+++ DATA FOR THIS TASK

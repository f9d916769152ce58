use protocol::Point;

use crate::Error;
use crate::Finger;
use crate::LANDMARK_COUNT;

/// Source of a finger's joint x coordinate.
#[derive(Clone, Copy, Debug, Default, PartialEq, Eq)]
pub enum JointMode {
    /// Only the joint's y is recorded, x stays at 0.0, so the thumb is
    /// compared against the left image edge.
    #[default]
    Legacy,
    /// Joint x is taken from the landmark like the tip.
    Measured,
}

impl core::str::FromStr for JointMode {
    type Err = Error;

    fn from_str(s: &str) -> Result<Self, Self::Err> {
        match s {
            "legacy" => Ok(JointMode::Legacy),
            "measured" => Ok(JointMode::Measured),
            _ => Err(Error::UnknownJointMode),
        }
    }
}

/// Tip and proximal joint of one finger.
#[derive(Clone, Copy, Debug, Default, PartialEq)]
pub struct FingerLandmarks {
    pub tip: Point,
    pub joint: Point,
}

/// Per-finger landmarks of a single hand in a single frame.
#[derive(Clone, Copy, Debug, Default, PartialEq)]
pub struct HandSnapshot {
    fingers: [FingerLandmarks; 5],
}

impl HandSnapshot {
    pub fn from_landmarks(points: &[Point], mode: JointMode) -> Result<Self, Error> {
        if points.len() < LANDMARK_COUNT {
            return Err(Error::InvalidLandmarkCount {
                found: points.len(),
                expected: LANDMARK_COUNT,
            });
        }

        let mut snapshot = HandSnapshot::default();
        for finger in Finger::ALL {
            let joint = points[finger.joint_landmark()];
            snapshot.fingers[finger.slot()] = FingerLandmarks {
                tip: points[finger.tip_landmark()],
                joint: match mode {
                    JointMode::Legacy => Point::new(0.0, joint.y),
                    JointMode::Measured => joint,
                },
            };
        }
        Ok(snapshot)
    }

    pub fn get(&self, finger: Finger) -> &FingerLandmarks {
        &self.fingers[finger.slot()]
    }

    pub fn iter(&self) -> impl Iterator<Item = (Finger, &FingerLandmarks)> {
        Finger::ALL.into_iter().zip(self.fingers.iter())
    }
}

#[cfg(test)]
mod tests {
    use super::*;

    fn hand() -> Vec<Point> {
        (0..LANDMARK_COUNT)
            .map(|i| Point::new(i as f32 / 100.0, 1.0 - i as f32 / 100.0))
            .collect()
    }

    #[test]
    fn test_snapshot_measured() {
        let points = hand();
        let snapshot = HandSnapshot::from_landmarks(&points, JointMode::Measured).unwrap();
        let index = snapshot.get(Finger::Index);
        assert_eq!(index.tip, points[8]);
        assert_eq!(index.joint, points[5]);

        let thumb = snapshot.get(Finger::Thumb);
        assert_eq!(thumb.tip, points[4]);
        assert_eq!(thumb.joint, points[3]);

        let pinky = snapshot.get(Finger::Pinky);
        assert_eq!(pinky.tip, points[20]);
        assert_eq!(pinky.joint, points[17]);
    }

    #[test]
    fn test_snapshot_legacy_drops_joint_x() {
        let snapshot = HandSnapshot::from_landmarks(&hand(), JointMode::Legacy).unwrap();
        for (finger, landmarks) in snapshot.iter() {
            assert_eq!(landmarks.joint.x, 0.0, "{finger:?}");
            assert_eq!(landmarks.tip, hand()[finger.tip_landmark()]);
            assert_eq!(landmarks.joint.y, hand()[finger.joint_landmark()].y);
        }
    }

    #[test]
    fn test_snapshot_too_few_landmarks() {
        let points = hand();
        assert_eq!(
            HandSnapshot::from_landmarks(&points[..20], JointMode::Legacy),
            Err(Error::InvalidLandmarkCount {
                found: 20,
                expected: 21
            })
        );
        assert!(HandSnapshot::from_landmarks(&[], JointMode::Measured).is_err());
    }

    #[test]
    fn test_snapshot_ignores_extra_landmarks() {
        let mut points = hand();
        points.push(Point::new(9.0, 9.0));
        let snapshot = HandSnapshot::from_landmarks(&points, JointMode::Measured).unwrap();
        assert_eq!(
            snapshot,
            HandSnapshot::from_landmarks(&hand(), JointMode::Measured).unwrap()
        );
    }

    #[test]
    fn test_joint_mode_from_str() {
        assert_eq!("legacy".parse::<JointMode>(), Ok(JointMode::Legacy));
        assert_eq!("measured".parse::<JointMode>(), Ok(JointMode::Measured));
        assert_eq!("x".parse::<JointMode>(), Err(Error::UnknownJointMode));
    }
}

++++++

TASK DETAILS:
Would you copy each line of the data exactly as it appears above?

EXPECTED ANSWER:
repository f9d916769152ce58
use protocol::Point;

use crate::Error;
use crate::Finger;
use crate::LANDMARK_COUNT;

/// Source of a finger's joint x coordinate.
#[derive(Clone, Copy, Debug, Default, PartialEq, Eq)]
pub enum JointMode {
    /// Only the joint's y is recorded, x stays at 0.0, so the thumb is
    /// compared against the left image edge.
    #[default]
    Legacy,
    /// Joint x is taken from the landmark like the tip.
    Measured,
}

impl core::str::FromStr for JointMode {
    type Err = Error;

    fn from_str(s: &str) -> Result<Self, Self::Err> {
        match s {
            "legacy" => Ok(JointMode::Legacy),
            "measured" => Ok(JointMode::Measured),
            _ => Err(Error::UnknownJointMode),
        }
    }
}

/// Tip and proximal joint of one finger.
#[derive(Clone, Copy, Debug, Default, PartialEq)]
pub struct FingerLandmarks {
    pub tip: Point,
    pub joint: Point,
}

/// Per-finger landmarks of a single hand in a single frame.
#[derive(Clone, Copy, Debug, Default, PartialEq)]
pub struct HandSnapshot {
    fingers: [FingerLandmarks; 5],
}

impl HandSnapshot {
    pub fn from_landmarks(points: &[Point], mode: JointMode) -> Result<Self, Error> {
        if points.len() < LANDMARK_COUNT {
            return Err(Error::InvalidLandmarkCount {
                found: points.len(),
                expected: LANDMARK_COUNT,
            });
        }

        let mut snapshot = HandSnapshot::default();
        for finger in Finger::ALL {
            let joint = points[finger.joint_landmark()];
            snapshot.fingers[finger.slot()] = FingerLandmarks {
                tip: points[finger.tip_landmark()],
                joint: match mode {
                    JointMode::Legacy => Point::new(0.0, joint.y),
                    JointMode::Measured => joint,
                },
            };
        }
        Ok(snapshot)
    }

    pub fn get(&self, finger: Finger) -> &FingerLandmarks {
        &self.fingers[finger.slot()]
    }

    pub fn iter(&self) -> impl Iterator<Item = (Finger, &FingerLandmarks)> {
        Finger::ALL.into_iter().zip(self.fingers.iter())
    }
}

#[cfg(test)]
mod tests {
    use super::*;

    fn hand() -> Vec<Point> {
        (0..LANDMARK_COUNT)
            .map(|i| Point::new(i as f32 / 100.0, 1.0 - i as f32 / 100.0))
            .collect()
    }

    #[test]
    fn test_snapshot_measured() {
        let points = hand();
        let snapshot = HandSnapshot::from_landmarks(&points, JointMode::Measured).unwrap();
        let index = snapshot.get(Finger::Index);
        assert_eq!(index.tip, points[8]);
        assert_eq!(index.joint, points[5]);

        let thumb = snapshot.get(Finger::Thumb);
        assert_eq!(thumb.tip, points[4]);
        assert_eq!(thumb.joint, points[3]);

        let pinky = snapshot.get(Finger::Pinky);
        assert_eq!(pinky.tip, points[20]);
        assert_eq!(pinky.joint, points[17]);
    }

    #[test]
    fn test_snapshot_legacy_drops_joint_x() {
        let snapshot = HandSnapshot::from_landmarks(&hand(), JointMode::Legacy).unwrap();
        for (finger, landmarks) in snapshot.iter() {
            assert_eq!(landmarks.joint.x, 0.0, "{finger:?}");
            assert_eq!(landmarks.tip, hand()[finger.tip_landmark()]);
            assert_eq!(landmarks.joint.y, hand()[finger.joint_landmark()].y);
        }
    }

    #[test]
    fn test_snapshot_too_few_landmarks() {
        let points = hand();
        assert_eq!(
            HandSnapshot::from_landmarks(&points[..20], JointMode::Legacy),
            Err(Error::InvalidLandmarkCount {
                found: 20,
                expected: 21
            })
        );
        assert!(HandSnapshot::from_landmarks(&[], JointMode::Measured).is_err());
    }

    #[test]
    fn test_snapshot_ignores_extra_landmarks() {
        let mut points = hand();
        points.push(Point::new(9.0, 9.0));
        let snapshot = HandSnapshot::from_landmarks(&points, JointMode::Measured).unwrap();
        assert_eq!(
            snapshot,
            HandSnapshot::from_landmarks(&hand(), JointMode::Measured).unwrap()
        );
    }

    #[test]
    fn test_joint_mode_from_str() {
        assert_eq!("legacy".parse::<JointMode>(), Ok(JointMode::Legacy));
        assert_eq!("measured".parse::<JointMode>(), Ok(JointMode::Measured));
        assert_eq!("x".parse::<JointMode>(), Err(Error::UnknownJointMode));
    }
}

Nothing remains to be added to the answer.